Utopian Imaginaries in New Left Periodicals - Baldassare Scolari
The subproject investigates how utopian imaginaries of a “good” and non-alienated life were visually and multimodally articulated in West German New Left periodicals during the long 1970s—a period marked by social transformation, crisis, and political reorientation. Drawing on theories of utopia developed by Paul Ricoeur, Fredric Jameson, and Ruth Levitas, the project conceptualizes utopian imaginaries as dialectical critiques of existing conditions that simultaneously project alternative futures.
Unlike classical utopias, which outlined comprehensive social orders with fixed institutions, New Left utopias were open-ended, processual, and rooted in everyday practice. Communes, childcare collectives (Kinderläden), alternative housing and work projects, and experimental forms of political action tested new modes of sociality, subjectivity, and collective organization in the present. While these practices remained connected to anarchist, socialist, and communist traditions—especially critiques of capitalist alienation—they shifted emphasis toward experimentation, flexibility, and performative enactment.
Previous scholarship has primarily approached these developments from intellectual and social history, examining the reception of Marxism and Critical Theory and the practical experiments associated with self-determination, anti-authoritarian education, sexual liberation, and non-hierarchical collective life. The visual and multimodal dimensions, however, have received far less attention. Yet images, layouts, and graphic strategies in New Left periodicals functioned as countercultural interventions. They challenged hegemonic media forms, destabilized dominant models of the “good life,” and articulated alternative moral and social horizons. Analysing these visual utopias thus reveals both the non-alienated worlds envisioned by the New Left and the social orders they sought to transform.
The project compares different strands of the New Left and traces their transformations across the 1970s. In doing so, it engages debates about the “exhaustion of utopian energies” and the emergence of more present-oriented political horizons. While many journals developed distinct visual languages that contested bourgeois norms and foregrounded liberation, they also expressed scepticism toward institutional politics, long-term planning, and teleological models of progress.
Particular attention is paid to how elements of visual culture—symbols, design styles, formats, and aesthetic devices—were appropriated, recombined, and transformed. The analysis examines continuities and ruptures with earlier Left visual traditions as well as differences from perceived hegemonic media. In this way, the project demonstrates how design and imagery became sites for negotiating and reimagining social norms.
Methodologically, the study combines design history, visual studies, semiotics, and multimodal discourse analysis. Through close readings of selected periodicals, it analyzes recurring motifs, representations of bodies, visual figures, and formal languages. Special focus is placed on fragmented layouts, expressive individuality, and open-ended narrative structures. Overall, the project shows how visual culture mediated shifting conceptions of progress at a moment when future-oriented utopias of the labor movement were losing mobilizing force and new experimental forms of political imagination emerged within counter-media contexts.

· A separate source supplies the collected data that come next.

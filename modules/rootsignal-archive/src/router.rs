// Target detection: URL pattern matching and content-type routing.

use rootsignal_common::SocialPlatform;

/// Detected platform for a URL. Used by SourceHandle to route to the right service.
#[derive(Debug, Clone, Copy, PartialEq, Eq)]
pub enum Platform {
    Instagram,
    Twitter,
    Reddit,
    Facebook,
    TikTok,
    Bluesky,
    Web,
}

/// Detect which platform a URL belongs to.
pub fn detect_platform(url: &str) -> Platform {
    let lower = url.to_lowercase();
    if lower.contains("instagram.com") {
        Platform::Instagram
    } else if lower.contains("twitter.com") || lower.contains("x.com/") {
        Platform::Twitter
    } else if lower.contains("reddit.com") {
        Platform::Reddit
    } else if lower.contains("facebook.com") {
        Platform::Facebook
    } else if lower.contains("tiktok.com") {
        Platform::TikTok
    } else if lower.contains("bsky.app") {
        Platform::Bluesky
    } else {
        Platform::Web
    }
}

/// Normalize a URL for use as a source identity.
/// Strips protocol, www., trailing slashes. Lowercases host.
/// twitter.com and x.com are aliased to x.com.
pub fn normalize_url(url: &str) -> String {
    let mut s = url.trim().to_string();

    // Strip protocol
    if let Some(rest) = s.strip_prefix("https://") {
        s = rest.to_string();
    } else if let Some(rest) = s.strip_prefix("http://") {
        s = rest.to_string();
    }

    // Strip www.
    if let Some(rest) = s.strip_prefix("www.") {
        s = rest.to_string();
    }

    // Strip trailing slash
    while s.ends_with('/') {
        s.pop();
    }

    // Alias twitter.com → x.com
    if s.starts_with("twitter.com") {
        s = s.replacen("twitter.com", "x.com", 1);
    }

    s
}

/// Extract the identifier (username, subreddit, etc.) from a normalized URL.
pub fn extract_identifier(url: &str, platform: Platform) -> String {
    match platform {
        Platform::Reddit => {
            // Handle /r/Name or /user/Name
            if let Some(idx) = url.find("/r/") {
                let rest = &url[idx + 3..];
                return rest.split('/').next().unwrap_or(rest).to_string();
            }
            if let Some(idx) = url.find("/user/") {
                let rest = &url[idx + 6..];
                return rest.split('/').next().unwrap_or(rest).to_string();
            }
            extract_last_path_segment(url)
        }
        _ => extract_last_path_segment(url),
    }
}

fn extract_last_path_segment(url: &str) -> String {
    // Take everything after the host part
    if let Some(slash_idx) = url.find('/') {
        let path = &url[slash_idx + 1..];
        // Get first meaningful path segment
        let segment = path.split('/').find(|s| !s.is_empty()).unwrap_or(path);
        // Strip query params
        let segment = segment.split('?').next().unwrap_or(segment);
        segment.to_string()
    } else {
        url.to_string()
    }
}

/// Default post limit for social search when not specified in URL.
const DEFAULT_SOCIAL_SEARCH_LIMIT: u32 = 20;

/// What kind of target is this? Determined from the target string alone (no HTTP).
#[derive(Debug, Clone, PartialEq, Eq)]
pub enum TargetKind {
    /// Plain text query (not a URL) → web search via Serper
    WebQuery(String),
    /// Social platform profile or feed URL → Apify
    Social {
        platform: SocialPlatform,
        identifier: String,
    },
    /// Social platform topic/hashtag search → Apify
    SocialSearch {
        platform: SocialPlatform,
        topics: Vec<String>,
        limit: u32,
    },
    /// HTTP(S) URL — needs content-type detection after fetch
    Url(String),
}

/// Content kind determined from HTTP response headers and/or body sniffing.
#[derive(Debug, Clone, PartialEq, Eq)]
pub(crate) enum ContentKind {
    Html,
    Feed,
    Pdf,
    Raw,
}

/// Detect what kind of target this is from the string alone.
pub fn detect_target(target: &str) -> TargetKind {
    let trimmed = target.trim();

    // Bare subreddit reference: "r/Minneapolis"
    if let Some(sub) = trimmed.strip_prefix("r/") {
        let sub = sub.trim_end_matches('/');
        if !sub.is_empty() && !sub.contains(' ') {
            return TargetKind::Social {
                platform: SocialPlatform::Reddit,
                identifier: sub.to_string(),
            };
        }
    }

    // Not a URL → web search query
    if rootsignal_common::is_web_query(trimmed) {
        return TargetKind::WebQuery(trimmed.to_string());
    }

    // Try to match social platform URL patterns
    let lower = trimmed.to_lowercase();
    if let Some(social) = detect_social_url(&lower, trimmed) {
        return social;
    }

    // Generic URL — content-type determined later via HTTP
    TargetKind::Url(trimmed.to_string())
}

/// Detect social platform from a URL. Returns None if not a social URL.
/// Distinguishes profile URLs from search/explore URLs.
fn detect_social_url(lower: &str, original: &str) -> Option<TargetKind> {
    // Parse URL for query params
    let parsed = url::Url::parse(original).ok();
    let limit = parsed
        .as_ref()
        .and_then(|u| {
            u.query_pairs()
                .find(|(k, _)| k == "limit")
                .and_then(|(_, v)| v.parse::<u32>().ok())
        })
        .unwrap_or(DEFAULT_SOCIAL_SEARCH_LIMIT);

    // Instagram
    if lower.contains("instagram.com") {
        // /explore/tags/X → social search
        if lower.contains("/explore/tags/") {
            let topics = extract_after_segment(original, "/explore/tags/");
            if !topics.is_empty() {
                return Some(TargetKind::SocialSearch {
                    platform: SocialPlatform::Instagram,
                    topics,
                    limit,
                });
            }
        }
        let identifier = extract_path_identifier(original);
        return Some(TargetKind::Social {
            platform: SocialPlatform::Instagram,
            identifier,
        });
    }

    // Reddit
    if lower.contains("reddit.com") {
        // /search?q=X → social search
        if lower.contains("/search") {
            if let Some(ref u) = parsed {
                let topics = extract_query_topics(u);
                if !topics.is_empty() {
                    return Some(TargetKind::SocialSearch {
                        platform: SocialPlatform::Reddit,
                        topics,
                        limit,
                    });
                }
            }
        }
        let identifier = extract_reddit_identifier(original);
        return Some(TargetKind::Social {
            platform: SocialPlatform::Reddit,
            identifier,
        });
    }

    // Twitter / X
    if lower.contains("twitter.com") || lower.contains("x.com/") {
        // /search?q=X → social search
        if lower.contains("/search") {
            if let Some(ref u) = parsed {
                let topics = extract_query_topics(u);
                if !topics.is_empty() {
                    return Some(TargetKind::SocialSearch {
                        platform: SocialPlatform::Twitter,
                        topics,
                        limit,
                    });
                }
            }
        }
        let identifier = extract_path_identifier(original);
        return Some(TargetKind::Social {
            platform: SocialPlatform::Twitter,
            identifier,
        });
    }

    // TikTok
    if lower.contains("tiktok.com") {
        // /search?q=X → social search
        if lower.contains("/search") {
            if let Some(ref u) = parsed {
                let topics = extract_query_topics(u);
                if !topics.is_empty() {
                    return Some(TargetKind::SocialSearch {
                        platform: SocialPlatform::TikTok,
                        topics,
                        limit,
                    });
                }
            }
        }
        let identifier = extract_path_identifier(original);
        return Some(TargetKind::Social {
            platform: SocialPlatform::TikTok,
            identifier,
        });
    }

    // Facebook
    if lower.contains("facebook.com") {
        // /search/posts/?q=X → social search
        if lower.contains("/search") {
            if let Some(ref u) = parsed {
                let topics = extract_query_topics(u);
                if !topics.is_empty() {
                    return Some(TargetKind::SocialSearch {
                        platform: SocialPlatform::Facebook,
                        topics,
                        limit,
                    });
                }
            }
        }
        let identifier = extract_path_identifier(original);
        return Some(TargetKind::Social {
            platform: SocialPlatform::Facebook,
            identifier,
        });
    }

    // Bluesky
    if lower.contains("bsky.app") {
        // /search?q=X → social search
        if lower.contains("/search") {
            if let Some(ref u) = parsed {
                let topics = extract_query_topics(u);
                if !topics.is_empty() {
                    return Some(TargetKind::SocialSearch {
                        platform: SocialPlatform::Bluesky,
                        topics,
                        limit,
                    });
                }
            }
        }
        let identifier = extract_path_identifier(original);
        return Some(TargetKind::Social {
            platform: SocialPlatform::Bluesky,
            identifier,
        });
    }

    None
}

/// Extract topics from the path segment after a known prefix.
/// "https://instagram.com/explore/tags/coffee+minneapolis?limit=30" → ["coffee", "minneapolis"]
fn extract_after_segment(url: &str, segment: &str) -> Vec<String> {
    let idx = match url.find(segment) {
        Some(i) => i,
        None => return Vec::new(),
    };
    let rest = &url[idx + segment.len()..];
    // Take everything up to ? or end, trim slashes
    let path_part = rest.split('?').next().unwrap_or(rest).trim_matches('/');
    if path_part.is_empty() {
        return Vec::new();
    }
    path_part
        .split('+')
        .map(|s| s.to_string())
        .filter(|s| !s.is_empty())
        .collect()
}

/// Extract topics from the `q` query parameter, split on `+` or spaces.
fn extract_query_topics(url: &url::Url) -> Vec<String> {
    url.query_pairs()
        .find(|(k, _)| k == "q")
        .map(|(_, v)| {
            v.split(|c: char| c == '+' || c.is_whitespace())
                .map(|s| s.to_string())
                .filter(|s| !s.is_empty())
                .collect()
        })
        .unwrap_or_default()
}

/// Extract the first meaningful path segment as an identifier.
/// "https://instagram.com/mnfoodshelf/" → "mnfoodshelf"
fn extract_path_identifier(url: &str) -> String {
    url.trim_end_matches('/')
        .rsplit('/')
        .next()
        .unwrap_or(url)
        .to_string()
}

/// Extract Reddit identifier: subreddit name from "/r/Name" or username from "/user/Name".
fn extract_reddit_identifier(url: &str) -> String {
    if let Some(idx) = url.find("/r/") {
        let rest = &url[idx + 3..];
        return rest
            .trim_end_matches('/')
            .split('/')
            .next()
            .unwrap_or(rest)
            .to_string();
    }
    if let Some(idx) = url.find("/user/") {
        let rest = &url[idx + 6..];
        return rest
            .trim_end_matches('/')
            .split('/')
            .next()
            .unwrap_or(rest)
            .to_string();
    }
    extract_path_identifier(url)
}

/// Determine content kind from HTTP Content-Type header and optional body bytes.
/// Used after fetching a URL to decide how to process the response.
pub(crate) fn detect_content_kind(content_type: &str, body: Option<&[u8]>) -> ContentKind {
    let ct = content_type.to_lowercase();

    if ct.contains("application/pdf") {
        return ContentKind::Pdf;
    }
    if ct.contains("application/rss+xml")
        || ct.contains("application/atom+xml")
        || ct.contains("application/feed+json")
    {
        return ContentKind::Feed;
    }
    if ct.contains("text/html") || ct.contains("application/xhtml") {
        return ContentKind::Html;
    }
    // Ambiguous XML — could be RSS/Atom or something else. Sniff the body.
    if ct.contains("text/xml") || ct.contains("application/xml") {
        if let Some(bytes) = body {
            if looks_like_feed(bytes) {
                return ContentKind::Feed;
            }
        }
        return ContentKind::Raw;
    }
    ContentKind::Raw
}

/// Quick heuristic: does this XML body look like an RSS or Atom feed?
fn looks_like_feed(body: &[u8]) -> bool {
    let preview = std::str::from_utf8(&body[..body.len().min(500)]).unwrap_or("");
    let lower = preview.to_lowercase();
    lower.contains("<rss") || lower.contains("<feed") || lower.contains("<atom")
}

Source example: Hundert Blumen, 1972, Nr. 5, P. 8-9.
The image exemplarily highlights key elements of the New Left’s utopian imaginary. It articulates a critique of modern urbanity as a dark, disciplining space that regulates and constrains bodies, contrasted with a more joyful environment in which children, women, men, and animals live together, play, work, and engage openly in sexual relations. The image also marks a break with classical utopian representations, where either city or countryside life was idealized in isolation. By contrast, viewers are here invited to imagine “a hundred rural freaks fighting in urban neighborhoods” while “a hundred urban guerrillas recuperate in the countryside.” Within the image itself, an idealized scene blends elements of rural life into the city, suggesting a utopian fusion of urban and rural modes of living.
The depiction of the utopian space as a torn poster, revealing the dissonance of bourgeois-capitalist urban space behind it, suggests that utopia is not a distant, future project but something that can potentially already exist, preceding dystopian reality. Notably, the poster is being ripped by a figure stereotypically representing French authorities or police, likely referencing the events of May 1968 in France. Utopia is thus conceived as realizable in the here and now, without the need for proletarian revolution, because it embodies an “original” space of living disrupted by the agents of the bourgeois-capitalist world.